George Main (9 July 1879 – 31 August 1948) was an Australian pastoralist and horse breeder, chairman of the Australian Jockey Club (AJC) —later Australian Turf Club— from 1937 to 1945.

==History==
Main was born in Ardrossan, Scotland, the eldest son of Hugh Main (c. 1831 – 9 August 1885) of Saltcoats, Ayrshire, and educated at Troubridge School, where he was a member of the cadet corps, and shot at Bisley.

He and his brother Hugh were brought out to South Australia by their father in 1884, and had a home "Lisnamorra", Medindie.

Both were educated at Roseworthy Agricultural College.

In 1900 George enlisted in the Bushmen's Contingent, a South Australian volunteer force mobilised to fight in the Boer War. He enlisted with the 7th Contingent in January 1902, at which time he was resident at Victor Harbor.

Their father had two blocks on Kermode Street, North Adelaide, in partnership with Nathaniel Alexander Knox (died 1908) with five two-storey houses, all tenanted.
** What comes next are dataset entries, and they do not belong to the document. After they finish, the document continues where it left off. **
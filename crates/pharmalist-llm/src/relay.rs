//! Query relay with a local fallback answer

use crate::{AnswerProvider, LlmError, QueryAnswer, QueryRequest};
use std::sync::Arc;
use tracing::{debug, warn};

/// Answer given when the provider cannot be reached
pub const FALLBACK_ANSWER: &str = "Error: could not reach server.";

/// Relays questions to an [`AnswerProvider`]
///
/// Transport failures (connection errors, timeouts) are replaced by
/// [`FALLBACK_ANSWER`] with no sources. Any other provider error is returned.
#[derive(Clone)]
pub struct QueryRelay {
    provider: Arc<dyn AnswerProvider>,
}

impl QueryRelay {
    /// Wrap a provider
    pub fn new(provider: impl AnswerProvider + 'static) -> Self {
        Self {
            provider: Arc::new(provider),
        }
    }

    /// Wrap an already shared provider
    pub fn from_shared(provider: Arc<dyn AnswerProvider>) -> Self {
        Self { provider }
    }

    /// Ask a question
    ///
    /// # Errors
    /// Returns error only for non-transport provider failures
    pub async fn ask(&self, request: QueryRequest) -> Result<QueryAnswer, LlmError> {
        debug!(domain = ?request.domain, history = request.history.len(), "relaying question");
        match self.provider.answer(&request).await {
            Ok(answer) => Ok(answer),
            Err(e) if e.is_transport() => {
                warn!(error = %e, "answer provider unreachable, using fallback answer");
                Ok(QueryAnswer {
                    answer: FALLBACK_ANSWER.to_string(),
                    sources: Vec::new(),
                })
            }
            Err(e) => Err(e),
        }
    }
}

impl std::fmt::Debug for QueryRelay {
    fn fmt(&self, f: &mut std::fmt::Formatter<'_>) -> std::fmt::Result {
        f.debug_struct("QueryRelay").finish_non_exhaustive()
    }
}

#[cfg(test)]
mod tests {
    use super::*;
    use crate::MockProvider;

    #[tokio::test]
    async fn test_relay_passes_answers_through() {
        let relay = QueryRelay::new(MockProvider::new("Three lists"));
        let answer = relay.ask(QueryRequest::new("How many?")).await.unwrap();
        assert_eq!(answer.answer, "Three lists");
    }

    #[tokio::test]
    async fn test_transport_failure_becomes_fallback() {
        let mut provider = MockProvider::default();
        provider.add_transport_error("offline?");
        let relay = QueryRelay::new(provider.clone());

        let answer = relay
            .ask(QueryRequest::new("offline?").with_context(vec!["A".to_string()]))
            .await
            .unwrap();
        assert_eq!(answer.answer, FALLBACK_ANSWER);
        assert!(answer.sources.is_empty());
        assert_eq!(provider.call_count(), 1);
    }

    #[tokio::test]
    async fn test_provider_errors_propagate() {
        let mut provider = MockProvider::default();
        provider.add_error("bad");
        let relay = QueryRelay::new(provider);
        assert!(relay.ask(QueryRequest::new("bad")).await.is_err());
    }
}
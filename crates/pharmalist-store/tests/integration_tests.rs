//! Integration tests for pharmalist-store
//!
//! Every behavior is checked against both backends through the `ListStore` trait.

use pharmalist_domain::{
    snapshot_at, Attributes, DomainKey, ItemBatch, ListId, ListStore, ListUpdate, NewList,
    DEFAULT_ACTOR, DEFAULT_RATIONALE,
};
use pharmalist_store::{MemoryStore, SqliteStore, StoreError};
use proptest::prelude::*;
use serde_json::json;
use std::collections::HashSet;

fn contact(name: &str, specialty: &str) -> Attributes {
    let mut map = Attributes::new();
    map.insert("name".to_string(), json!(name));
    map.insert("specialty".to_string(), json!(specialty));
    map
}

fn backends() -> Vec<(&'static str, Box<dyn ListStore<Error = StoreError>>)> {
    vec![
        ("memory", Box::new(MemoryStore::new())),
        ("sqlite", Box::new(SqliteStore::new(":memory:").unwrap())),
    ]
}

#[test]
fn test_create_starts_at_version_one() {
    for (name, mut store) in backends() {
        let list = store
            .create(
                NewList::new("Customer", "Q4 Cardiology Targets")
                    .with_list_type("Target Lists")
                    .with_requester("Anita", "Brand Manager")
                    .with_items(vec![contact("Dr. A", "Cardiology"), contact("Dr. B", "Oncology")]),
            )
            .unwrap();

        assert_eq!(list.version_number, 1, "{name}");
        assert_eq!(list.item_count(), 2, "{name}");
        assert_eq!(list.created_at, list.updated_at, "{name}");

        let versions = store.versions(list.id).unwrap();
        assert_eq!(versions.len(), 1, "{name}");
        assert_eq!(versions[0].changes_summary.added, 2, "{name}");
        assert_eq!(versions[0].rationale, "Initial creation", "{name}");

        let fetched = store.get(list.id).unwrap();
        assert_eq!(fetched, list, "{name}");
    }
}

#[test]
fn test_create_rejects_bad_input() {
    for (name, mut store) in backends() {
        let unknown = store.create(NewList::new("Sales", "Q4")).unwrap_err();
        assert!(unknown.is_validation(), "{name}: {unknown}");

        let blank = store.create(NewList::new("Customer", "   ")).unwrap_err();
        assert!(blank.is_validation(), "{name}: {blank}");

        let wrong_type = store
            .create(NewList::new("Account", "Q4").with_list_type("Target Lists"))
            .unwrap_err();
        assert!(wrong_type.is_validation(), "{name}: {wrong_type}");

        assert!(store.list(None).unwrap().is_empty(), "{name}");
    }
}

#[test]
fn test_create_accepts_legacy_category() {
    for (name, mut store) in backends() {
        let list = store.create(NewList::new("Customer/HCP", "Legacy")).unwrap();
        assert_eq!(list.category, DomainKey::Customer, "{name}");
    }
}

#[test]
fn test_add_items_appends_and_versions() {
    for (name, mut store) in backends() {
        let list = store
            .create(NewList::new("Customer", "Calls").with_items(vec![contact("Dr. A", "Cardiology")]))
            .unwrap();

        let outcome = store
            .add_items(
                list.id,
                ItemBatch::new(vec![contact("Dr. B", "Neurology"), contact("Dr. C", "Oncology")]),
            )
            .unwrap();
        assert_eq!(outcome.added, 2, "{name}");
        assert_eq!(outcome.version_number, 2, "{name}");

        let fetched = store.get(list.id).unwrap();
        assert_eq!(fetched.version_number, 2, "{name}");
        assert!(fetched.updated_at >= list.updated_at, "{name}");
        let names: Vec<_> = fetched
            .current_snapshot
            .iter()
            .filter_map(|i| i.attribute("name"))
            .collect();
        assert_eq!(names, vec!["Dr. A", "Dr. B", "Dr. C"], "{name}");

        let versions = store.versions(list.id).unwrap();
        let latest = versions.last().unwrap();
        assert_eq!(latest.rationale, DEFAULT_RATIONALE, "{name}");
        assert_eq!(latest.updated_by, DEFAULT_ACTOR, "{name}");
        assert_eq!(latest.snapshot_len, 3, "{name}");

        let logs = store.work_logs(list.id).unwrap();
        assert_eq!(logs.last().unwrap().action, "Added 2 items (version 2)", "{name}");
    }
}

#[test]
fn test_add_items_to_unknown_list() {
    for (name, mut store) in backends() {
        let err = store
            .add_items(ListId::new(), ItemBatch::new(vec![contact("Dr. A", "Cardiology")]))
            .unwrap_err();
        assert!(err.is_not_found(), "{name}: {err}");
    }
}

#[test]
fn test_list_filters_by_domain_in_insertion_order() {
    for (name, mut store) in backends() {
        let a = store.create(NewList::new("Customer", "First")).unwrap();
        store.create(NewList::new("Marketing", "Event")).unwrap();
        let c = store.create(NewList::new("customer", "Second")).unwrap();

        let all = store.list(None).unwrap();
        assert_eq!(all.len(), 3, "{name}");

        let customers: Vec<_> = store
            .list(Some(DomainKey::Customer))
            .unwrap()
            .into_iter()
            .map(|l| l.id)
            .collect();
        assert_eq!(customers, vec![a.id, c.id], "{name}");
        assert!(store.list(Some(DomainKey::Data)).unwrap().is_empty(), "{name}");
    }
}

#[test]
fn test_update_keeps_version() {
    for (name, mut store) in backends() {
        let list = store.create(NewList::new("Account", "Formulary")).unwrap();
        let updated = store
            .update(
                list.id,
                ListUpdate {
                    purpose: Some("North Zone Formulary".to_string()),
                    list_type: Some("IDN/Health System Lists".to_string()),
                    ..Default::default()
                },
            )
            .unwrap();

        assert_eq!(updated.purpose, "North Zone Formulary", "{name}");
        assert_eq!(updated.version_number, 1, "{name}");
        assert_eq!(store.get(list.id).unwrap(), updated, "{name}");
    }
}

#[test]
fn test_delete_is_idempotent() {
    for (name, mut store) in backends() {
        let list = store.create(NewList::new("Data", "Segments")).unwrap();
        assert!(store.delete(list.id).unwrap(), "{name}");
        assert!(!store.delete(list.id).unwrap(), "{name}");
        assert!(store.get(list.id).unwrap_err().is_not_found(), "{name}");
        assert!(store.versions(list.id).unwrap_err().is_not_found(), "{name}");
    }
}

#[test]
fn test_reset_discards_user_lists() {
    for (name, mut store) in backends() {
        let mine = store.create(NewList::new("Customer", "Mine")).unwrap();
        let seeded = store.reset_to_default().unwrap();

        assert_eq!(seeded.len(), 3, "{name}");
        assert!(store.get(mine.id).unwrap_err().is_not_found(), "{name}");
        assert_eq!(store.list(None).unwrap(), seeded, "{name}");

        // Reset twice yields the same state
        assert_eq!(store.reset_to_default().unwrap(), seeded, "{name}");
    }
}

#[test]
fn test_historical_snapshots() {
    for (name, mut store) in backends() {
        let list = store
            .create(NewList::new("Customer", "Calls").with_items(vec![contact("Dr. A", "Cardiology")]))
            .unwrap();
        store
            .add_items(list.id, ItemBatch::new(vec![contact("Dr. B", "Neurology")]))
            .unwrap();

        let record = store.get(list.id).unwrap();
        let versions = store.versions(list.id).unwrap();
        assert_eq!(snapshot_at(&record, &versions, 1).unwrap().len(), 1, "{name}");
        assert_eq!(snapshot_at(&record, &versions, 2).unwrap().len(), 2, "{name}");
        assert!(snapshot_at(&record, &versions, 3).is_none(), "{name}");
    }
}

proptest! {
    #![proptest_config(ProptestConfig::with_cases(24))]

    #[test]
    fn prop_version_number_tracks_history(batches in prop::collection::vec(0usize..4, 0..6)) {
        for (_, mut store) in backends() {
            let list = store.create(NewList::new("Customer", "Prop")).unwrap();
            let mut expected_items = 0;
            for size in &batches {
                let items = vec![contact("Dr. P", "Cardiology"); *size];
                let result = store.add_items(list.id, ItemBatch::new(items));
                prop_assert_eq!(result.is_ok(), *size > 0);
                expected_items += size;
            }

            let record = store.get(list.id).unwrap();
            let versions = store.versions(list.id).unwrap();
            prop_assert_eq!(record.version_number as usize, versions.len());
            prop_assert_eq!(record.item_count(), expected_items);

            let numbers: Vec<u32> = versions.iter().map(|v| v.version_number).collect();
            let expected: Vec<u32> = (1..=versions.len() as u32).collect();
            prop_assert_eq!(numbers, expected);

            let ids: HashSet<_> = record.current_snapshot.iter().map(|i| i.id).collect();
            prop_assert_eq!(ids.len(), record.item_count());
        }
    }
}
He also owned a city block on the corner of Hurtle Square and Hanson Street with two shops and six houses. These properties were advertised for sale by auction in August 1908, around the time the brothers made the move to Illabo, New South Wales.

The two men established the pastoral property "Retreat" at East Illabo or Bethungra, New South Wales, 12 mi south west of Cootamundra, around 1906. Hugh enlisted with the 1st AIF and served in France during WWI, while George managed the property. Pte. Hugh Main returned in 1919; his part of the property was often called "Retreat East".

George Main was a successful horse breeder and studmaster. Notable stallions were Featherstitch (1905–1923) by Ayrshire, and Limelight. Featherstitch, whom he purchased in 1909, was imported 1907 by James N. Hart (died 1920), and won the 1909 Tattersall's Stakes at Randwick, and was the sire of many good horses.
Main raced several of his own horses, but unsuccessfully.

He married Mary "Polly" Weston of Kadlinga Station at Mintaro, South Australia on 3 March 1908, and settled down at "Retreat". Their children included Jean Main, who married Clive Caldwell on 13 April 1940. Caldwell would later rise to fame (and a little infamy) as an "ace" RAAF fighter pilot.

Main was elected a member of the AJC in 1911 and elected to the committee in September 1921. He acted as temporary Chairman during the final illness of Sir Colin Stephen, and was elected to the position on 16 September 1937, resigning in November 1945, to be succeeded by A. G. Potter.

He died at "Retreat" on 31 August 1948 and his remains were buried at the Cootamundra Cemetery. He was survived by his wife Mary, sons George and Hugh, and daughters Molly and Agnes "Toots" Main, and Jean Caldwell. His estate was valued at £32,036 for probate purposes.